Other than a proportionally small number of church burial registers and those records created by Glasnevin Cemetery, most researchers were limited to discovering a date of death in a civil record, a book of headstone inscriptions or a newspaper report.
In recent years, mainly thanks to the internet, family history society volunteers, and local community groups, more Irish burial records, headstone inscriptions, cemetery registers, and death/funeral announcements can be found much more readily, even if the gathering of information is still largely being done in a fragmented manner.
This page of Irish Genealogy Toolkit should help you. It includes details and links to the larger online sources of headstone inscriptions and photos and burial ground records and photos, all of which are free to users, if not to the burial authorities. My list also includes sources for burial registers of localised, individual or clustered burial grounds, and other suggestions for tracking down these important records.
The list above includes websites that provide access to Irish burial records in specific towns, counties or regions.
The list below provides details of volunteer-donated material to larger, usually island-wide databases.
The largest volunteer-led sites for headstone transcriptions in Ireland are:
Interment.net is another source for Irish burial records data. While some of its records come from headstone transcribers, others are gathered from cemetery offices, government offices, church offices, and archived documents.
The FindMyPast database holds an eclectic mix of Irish burial records, including many collected from headstones. They are spread across two collections:
Parish Burials in Life Events and Civil Deaths and Burials in Life Events
The list below includes all the record sets as at March 2024. They are accessible via one or other of the links above. To select individual record sets from the landing page, choose your preference from 'Browse Record Set'.
The RootsIreland.ie database is managed by the Irish Family History Foundation, the organisation that also manages the all-island network of county genealogy and heritage centres.
Experienced genealogists run these centres, and a significant part of their work involves transcribing locally-held church registers, civil BMD registers, headstone inscriptions, and other documentary sources of potential genealogical value.
Just as each county on the island has its own unique history, so its heritage centre - and its mix of surviving records - is different to its neighbours.
Some centres have transcribed many church burial records; others have none. Some centres have been involved in the transcription of headstone inscriptions in local burial grounds; others have not.

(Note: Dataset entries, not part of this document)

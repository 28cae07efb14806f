//! `scan directory`: count what is under a directory.

use anyhow::{Context, Result};
use camino::Utf8Path;
use comfy_table::{presets, Table};
use fn_error_context::context;
use onprem_utils::Reporter;

use crate::cli::ScanOpts;

/// Totals for one directory tree, not counting its root.
#[derive(Debug, Default, Clone, Copy, PartialEq, Eq)]
struct ScanReport {
    files: u64,
    directories: u64,
}

impl ScanReport {
    fn total(&self) -> u64 {
        self.files + self.directories
    }

    fn to_table(self) -> Table {
        let mut table = Table::new();
        table.load_preset(presets::UTF8_FULL);
        table.set_header(vec!["Item", "Count"]);
        table.add_row(vec!["Files".to_string(), self.files.to_string()]);
        table.add_row(vec!["Directories".to_string(), self.directories.to_string()]);
        table.add_row(vec!["Total Items".to_string(), self.total().to_string()]);
        table
    }
}

/// Walk `dir` recursively. Symlinks are classified by their target but
/// never descended into.
fn scan_tree(dir: &Utf8Path, report: &mut ScanReport) -> Result<()> {
    for entry in dir.read_dir_utf8().with_context(|| format!("Reading {dir}"))? {
        let entry = entry?;
        let file_type = entry.file_type()?;
        if file_type.is_dir() {
            report.directories += 1;
            scan_tree(entry.path(), report)?;
        } else if file_type.is_file() {
            report.files += 1;
        } else if file_type.is_symlink() {
            match entry.path().metadata() {
                Ok(m) if m.is_dir() => report.directories += 1,
                Ok(m) if m.is_file() => report.files += 1,
                // Dangling links are neither
                _ => {}
            }
        }
    }
    Ok(())
}

#[context("Scanning {path}")]
fn scan(path: &Utf8Path) -> Result<ScanReport> {
    if !path.exists() {
        anyhow::bail!("Path {path} does not exist");
    }
    if !path.is_dir() {
        anyhow::bail!("{path} is not a directory");
    }
    let mut report = ScanReport::default();
    scan_tree(path, &mut report)?;
    Ok(report)
}

/// Run `scan directory`.
pub(crate) fn directory(opts: &ScanOpts, reporter: &Reporter) -> Result<()> {
    reporter.step(format!("Scanning directory: {}", opts.path));
    let report = scan(&opts.path)?;
    tracing::debug!("{report:?}");
    println!("Scan Report for {}", opts.path);
    println!("{}", report.to_table());
    reporter.success("Scan completed");
    Ok(())
}

#[cfg(test)]
mod tests {
    use super::*;

    #[test]
    fn test_scan_counts() -> Result<()> {
        let td = tempfile::tempdir()?;
        let root = Utf8Path::from_path(td.path()).context("non-UTF-8 tempdir")?;
        std::fs::create_dir_all(root.join("a/b"))?;
        std::fs::create_dir(root.join("c"))?;
        std::fs::write(root.join("top.txt"), "x")?;
        std::fs::write(root.join("a/one"), "")?;
        std::fs::write(root.join("a/b/two"), "")?;

        let report = scan(root)?;
        assert_eq!(
            report,
            ScanReport {
                files: 3,
                directories: 3
            }
        );
        assert_eq!(report.total(), 6);
        Ok(())
    }

    #[test]
    fn test_symlinked_dir_not_followed() -> Result<()> {
        let td = tempfile::tempdir()?;
        let root = Utf8Path::from_path(td.path()).context("non-UTF-8 tempdir")?;
        std::fs::create_dir(root.join("real"))?;
        std::fs::write(root.join("real/f"), "")?;
        std::os::unix::fs::symlink(root.join("real"), root.join("link"))?;

        let report = scan(root)?;
        assert_eq!(report.directories, 2);
        assert_eq!(report.files, 1);
        Ok(())
    }

    #[test]
    fn test_empty_dir() -> Result<()> {
        let td = tempfile::tempdir()?;
        let root = Utf8Path::from_path(td.path()).context("non-UTF-8 tempdir")?;
        assert_eq!(scan(root)?, ScanReport::default());
        Ok(())
    }

    #[test]
    fn test_scan_errors() -> Result<()> {
        let td = tempfile::tempdir()?;
        let root = Utf8Path::from_path(td.path()).context("non-UTF-8 tempdir")?;
        let e = scan(&root.join("missing")).unwrap_err();
        assert!(format!("{e:#}").contains("does not exist"));

        let file = root.join("file");
        std::fs::write(&file, "")?;
        let e = scan(&file).unwrap_err();
        assert!(format!("{e:#}").contains("is not a directory"));
        Ok(())
    }

    #[test]
    fn test_table() {
        let report = ScanReport {
            files: 2,
            directories: 1,
        };
        let rendered = report.to_table().to_string();
        for needle in ["Files", "Directories", "Total Items", "3"] {
            assert!(rendered.contains(needle), "{rendered}");
        }
    }
}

The database reflects these differences, but you can see which Irish burial records each centre holds via the online sources widget.
During the last decade, the marriage of two techologies - land-scanning for burial plots and the creation of online-accessible databases - has helped a new breed of headstone inscription collectors to emerge. Burial ground surveys have become the specialitiy of a small number of enterprises in Ireland, and the work has transformed the collection, accuracy, and presentation of interment records.
Most of these surveys first identify the individual burial plots. The residents of the plot are easy enough to identify if there is a headstone. But what if there is no marker? The second stage of the survey begins by bringing together the local community and asking them what they know about the burial ground, who is buried there, and to gather stories, names and other anecdotal information about the place and its inhabitants.
The memories of the local community can be long indeed! And this has helped the surveyors to produce maps of the burial ground, with most, if not all, plots identified by surname, at least.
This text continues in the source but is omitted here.